* SOURCE MATERIAL
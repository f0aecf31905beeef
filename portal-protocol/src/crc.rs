//! CRC-16/ARC
//!
//! Polynomial 0x8005 reflected (0xA001), initial value 0, no final XOR.
//! The protocol feeds it the ASCII characters of a frame, not the decoded
//! values.

const POLY_REFLECTED: u16 = 0xA001;

/// Running CRC-16/ARC
#[derive(Debug, Clone, Copy, Default, PartialEq, Eq)]
#[cfg_attr(feature = "defmt", derive(defmt::Format))]
pub struct Crc16Arc {
    crc: u16,
}

impl Crc16Arc {
    /// Start a new checksum
    pub const fn new() -> Self {
        Self { crc: 0 }
    }

    /// Fold one byte into the checksum
    pub fn update(&mut self, byte: u8) {
        self.crc ^= byte as u16;
        for _ in 0..8 {
            self.crc = if self.crc & 1 != 0 {
                (self.crc >> 1) ^ POLY_REFLECTED
            } else {
                self.crc >> 1
            };
        }
    }

    /// Fold a slice into the checksum
    pub fn update_slice(&mut self, bytes: &[u8]) {
        for &byte in bytes {
            self.update(byte);
        }
    }

    /// Current checksum value
    pub const fn value(&self) -> u16 {
        self.crc
    }

    /// Checksum of a complete buffer
    pub fn checksum(bytes: &[u8]) -> u16 {
        let mut crc = Self::new();
        crc.update_slice(bytes);
        crc.value()
    }
}

#[cfg(test)]
mod tests {
    use super::*;
    use proptest::prelude::*;

    #[test]
    fn test_check_value() {
        // Standard check value for CRC-16/ARC
        assert_eq!(Crc16Arc::checksum(b"123456789"), 0xBB3D);
    }

    #[test]
    fn test_empty_is_zero() {
        assert_eq!(Crc16Arc::checksum(&[]), 0);
    }

    #[test]
    fn test_ascii_not_binary() {
        // "0102" as characters differs from the decoded bytes 01 02
        assert_ne!(Crc16Arc::checksum(b"0102"), Crc16Arc::checksum(&[0x01, 0x02]));
    }

    proptest! {
        #[test]
        fn test_incremental_matches_oneshot(data in proptest::collection::vec(any::<u8>(), 0..64)) {
            let mut crc = Crc16Arc::new();
            for &b in &data {
                crc.update(b);
            }
            prop_assert_eq!(crc.value(), Crc16Arc::checksum(&data));
        }

        #[test]
        fn test_split_anywhere(data in proptest::collection::vec(any::<u8>(), 1..64), split in 0usize..64) {
            let split = split % data.len();
            let mut crc = Crc16Arc::new();
            crc.update_slice(&data[..split]);
            crc.update_slice(&data[split..]);
            prop_assert_eq!(crc.value(), Crc16Arc::checksum(&data));
        }
    }
}
//! Portal Display Firmware
//!
//! Firmware for the gate controller display board (STM32F042K6 with a
//! UC1601s 128x48 LCD). The main controller drives it over the ASCII-hex
//! serial protocol.
//!
//! One task owns the [`Panel`]; the UART, tick and button tasks only
//! forward [`Event`]s to it through a channel.

#![no_std]
#![no_main]

mod buttons;
mod uc1601;

use defmt::*;
use embassy_executor::Spawner;
use embassy_futures::yield_now;
use embassy_stm32::bind_interrupts;
use embassy_stm32::gpio::{Input, Level, Output as GpioOutput, OutputType, Pull, Speed};
use embassy_stm32::mode::Async;
use embassy_stm32::peripherals::{TIM3, USART2};
use embassy_stm32::time::Hertz;
use embassy_stm32::timer::low_level::CountingMode;
use embassy_stm32::timer::simple_pwm::{PwmPin, SimplePwm};
use embassy_stm32::timer::Channel as TimerChannel;
use embassy_stm32::usart::{self, RingBufferedUartRx, Uart};
use embassy_sync::blocking_mutex::raw::CriticalSectionRawMutex;
use embassy_sync::channel::Channel;
use embassy_time::{Delay, Duration, Instant, Ticker, Timer};
use static_cell::StaticCell;
use {defmt_rtt as _, panic_probe as _};

use crate::buttons::Buttons;
use crate::uc1601::Uc1601;
use portal_core::config::{parse_config, PanelConfig};
use portal_core::{Event, Output, Panel};
use portal_hal::word::WordBusConfig;
use portal_hal::UartConfig;
use portal_hal_stm32f0::{
    usart_config, ActiveLowInput, BitBangBus, PushPull, PwmTone, UartBusError,
};

bind_interrupts!(struct Irqs {
    USART2 => usart::InterruptHandler<USART2>;
});

/// Board configuration, checked by the build script
const PANEL_TOML: &str = include_str!("../panel.toml");

type Board = Panel<PwmTone<'static, TIM3>, PushPull<'static>, PushPull<'static>>;
type Lcd = Uc1601<BitBangBus<'static, Delay>, PushPull<'static>>;

/// Events for the panel task
static EVENTS: Channel<CriticalSectionRawMutex, Event, 32> = Channel::new();

/// Response bytes for the UART TX task
static TX_BYTES: Channel<CriticalSectionRawMutex, u8, 4> = Channel::new();

/// DMA ring for the UART receiver
static RX_RING: StaticCell<[u8; 64]> = StaticCell::new();

#[embassy_executor::main]
async fn main(spawner: Spawner) {
    info!("Portal Display Firmware starting...");

    let p = embassy_stm32::init(Default::default());

    let config = match parse_config(PANEL_TOML) {
        Ok(config) => config,
        Err(e) => {
            error!("panel.toml rejected: {}, using defaults", e);
            PanelConfig::default()
        }
    };
    let version = config.firmware.version();
    info!("Firmware {}.{}.{}", version.major, version.minor, version.build);

    // LCD serial bus (PA5=SCK, PA7=SDA, PA4=CS, PB1=RST)
    let bus = BitBangBus::new(
        GpioOutput::new(p.PA5, Level::Low, Speed::High),
        GpioOutput::new(p.PA7, Level::Low, Speed::High),
        GpioOutput::new(p.PA4, Level::High, Speed::High),
        Delay,
        WordBusConfig::default(),
    );
    let reset = PushPull::new(GpioOutput::new(p.PB1, Level::Low, Speed::Low));
    let lcd = Uc1601::new(bus, reset);

    // Buzzer on TIM3 CH1 (PA6)
    let pwm = SimplePwm::new(
        p.TIM3,
        Some(PwmPin::new(p.PA6, OutputType::PushPull)),
        None,
        None,
        None,
        Hertz(config.buzzer.frequency_hz.max(1)),
        CountingMode::EdgeAlignedUp,
    );
    let tone = PwmTone::new(pwm, TimerChannel::Ch1);

    // Backlight (PA8) and external LED (PB4)
    let backlight = PushPull::new(GpioOutput::new(p.PA8, Level::Low, Speed::Low));
    let led = PushPull::new(GpioOutput::new(p.PB4, Level::Low, Speed::Low));

    let panel = Panel::new(&config, tone, backlight, led);

    // Host link (PA2=TX, PA3=RX)
    let link = UartConfig {
        baudrate: config.serial.baudrate,
        ..UartConfig::default()
    };
    let uart = unwrap!(Uart::new(
        p.USART2,
        p.PA3, // RX
        p.PA2, // TX
        Irqs,
        p.DMA1_CH4,
        p.DMA1_CH5,
        usart_config(&link),
    ));
    let (tx, rx) = uart.split();
    let rx = rx.into_ring_buffered(RX_RING.init([0; 64]));

    // Buttons (PA0=open, PA1=stop, PB0=close, PB3=loopback)
    let buttons = Buttons::new(
        ActiveLowInput::new(Input::new(p.PA0, Pull::Up)),
        ActiveLowInput::new(Input::new(p.PA1, Pull::Up)),
        ActiveLowInput::new(Input::new(p.PB0, Pull::Up)),
        ActiveLowInput::new(Input::new(p.PB3, Pull::Up)),
    );

    // Spawn tasks
    spawner.spawn(unwrap!(panel_task(panel, lcd, config.display.contrast)));
    spawner.spawn(unwrap!(uart_rx_task(rx)));
    spawner.spawn(unwrap!(uart_tx_task(tx)));
    spawner.spawn(unwrap!(tick_task(config.timing.tick_ms)));
    spawner.spawn(unwrap!(button_task(buttons)));

    info!("All tasks spawned");
}

/// Panel task - owns all display board state
///
/// Pending events are handled first; while the LCD is behind the
/// framebuffer one column is sent per pass.
#[embassy_executor::task]
async fn panel_task(mut panel: Board, mut lcd: Lcd, contrast: u8) {
    info!("Panel task started");

    if lcd.init(contrast).await.is_err() {
        error!("Failed to initialize LCD");
    } else {
        info!("LCD initialized");
    }

    loop {
        let event = if panel.is_dirty() {
            EVENTS.try_receive().ok()
        } else {
            Some(EVENTS.receive().await)
        };

        match event {
            Some(event) => {
                if event.is_serial() {
                    trace!("{}", event);
                }
                dispatch(panel.handle(event));
            }
            None => {
                if panel.step(&mut lcd).is_err() {
                    warn!("LCD write failed");
                }
                yield_now().await;
            }
        }
    }
}

/// Act on the outcome of one event
fn dispatch(output: Output) {
    if let Some(byte) = output.tx {
        if TX_BYTES.try_send(byte).is_err() {
            warn!("TX queue full, response byte lost");
        }
    }

    if let Some(receipt) = output.receipt {
        match receipt.error {
            Some(error) => warn!(
                "Request {=u8:#04x} cmd {=u8:#04x} rejected: {}",
                receipt.packet_number, receipt.command, error
            ),
            None => debug!(
                "Request {=u8:#04x} cmd {=u8:#04x}: {}",
                receipt.packet_number, receipt.command, receipt.status
            ),
        }
    }

    if output.dropped {
        warn!("Frame dropped without response");
    }

    if let Some(error) = output.render_error {
        warn!("Line write rejected: {}", error);
    }

    if let Some(keys) = output.keys {
        debug!("Keys: {=u8:#04x}", keys);
    }
}

/// UART receive task - forwards every byte to the panel
#[embassy_executor::task]
async fn uart_rx_task(mut rx: RingBufferedUartRx<'static>) {
    info!("UART RX task started");

    let mut buf = [0u8; 16];

    loop {
        match rx.read(&mut buf).await {
            Ok(len) => {
                for &byte in &buf[..len] {
                    EVENTS.send(Event::ByteReceived(byte)).await;
                }
            }
            Err(e) => {
                warn!("UART read error: {}", UartBusError::from(e));
                Timer::after(Duration::from_millis(10)).await;
            }
        }
    }
}

/// UART transmit task - sends response bytes one at a time
#[embassy_executor::task]
async fn uart_tx_task(mut tx: usart::UartTx<'static, Async>) {
    info!("UART TX task started");

    loop {
        let byte = TX_BYTES.receive().await;
        if let Err(e) = tx.write(&[byte]).await {
            warn!("UART write error: {}", UartBusError::from(e));
        }
        EVENTS.send(Event::ByteSent).await;
    }
}

/// Tick task - drives buzzer timing, blinking and key release
#[embassy_executor::task]
async fn tick_task(tick_ms: u32) {
    info!("Tick task started, period {} ms", tick_ms);

    let mut ticker = Ticker::every(Duration::from_millis(tick_ms as u64));

    loop {
        ticker.next().await;
        // Wraps after ~49 days; deadlines compare with wrapping arithmetic
        let now = Instant::now().as_millis() as u32;
        EVENTS.send(Event::Tick(now)).await;
    }
}

/// Button task - reports raw key changes
#[embassy_executor::task]
async fn button_task(mut buttons: Buttons<'static>) {
    info!("Button task started, keys {=u8:#04x}", buttons.mask());

    EVENTS.send(Event::Keys(buttons.mask())).await;

    loop {
        if let Some(raw) = buttons.poll().await {
            trace!("Raw keys: {=u8:#04x}", raw);
            EVENTS.send(Event::Keys(raw)).await;
        }
    }
}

* PROBLEM DESCRIPTION
From the records above, copy only the lines starting with the line that holds "Level, Output as" and going on through the line that holds "let version = config.firmware.version();", exactly as written.

* FINISHED EXERCISE
use embassy_stm32::gpio::{Input, Level, Output as GpioOutput, OutputType, Pull, Speed};
use embassy_stm32::mode::Async;
use embassy_stm32::peripherals::{TIM3, USART2};
use embassy_stm32::time::Hertz;
use embassy_stm32::timer::low_level::CountingMode;
use embassy_stm32::timer::simple_pwm::{PwmPin, SimplePwm};
use embassy_stm32::timer::Channel as TimerChannel;
use embassy_stm32::usart::{self, RingBufferedUartRx, Uart};
use embassy_sync::blocking_mutex::raw::CriticalSectionRawMutex;
use embassy_sync::channel::Channel;
use embassy_time::{Delay, Duration, Instant, Ticker, Timer};
use static_cell::StaticCell;
use {defmt_rtt as _, panic_probe as _};

use crate::buttons::Buttons;
use crate::uc1601::Uc1601;
use portal_core::config::{parse_config, PanelConfig};
use portal_core::{Event, Output, Panel};
use portal_hal::word::WordBusConfig;
use portal_hal::UartConfig;
use portal_hal_stm32f0::{
    usart_config, ActiveLowInput, BitBangBus, PushPull, PwmTone, UartBusError,
};

bind_interrupts!(struct Irqs {
    USART2 => usart::InterruptHandler<USART2>;
});

/// Board configuration, checked by the build script
const PANEL_TOML: &str = include_str!("../panel.toml");

type Board = Panel<PwmTone<'static, TIM3>, PushPull<'static>, PushPull<'static>>;
type Lcd = Uc1601<BitBangBus<'static, Delay>, PushPull<'static>>;

/// Events for the panel task
static EVENTS: Channel<CriticalSectionRawMutex, Event, 32> = Channel::new();

/// Response bytes for the UART TX task
static TX_BYTES: Channel<CriticalSectionRawMutex, u8, 4> = Channel::new();

/// DMA ring for the UART receiver
static RX_RING: StaticCell<[u8; 64]> = StaticCell::new();

#[embassy_executor::main]
async fn main(spawner: Spawner) {
    info!("Portal Display Firmware starting...");

    let p = embassy_stm32::init(Default::default());

    let config = match parse_config(PANEL_TOML) {
        Ok(config) => config,
        Err(e) => {
            error!("panel.toml rejected: {}, using defaults", e);
            PanelConfig::default()
        }
    };
    let version = config.firmware.version();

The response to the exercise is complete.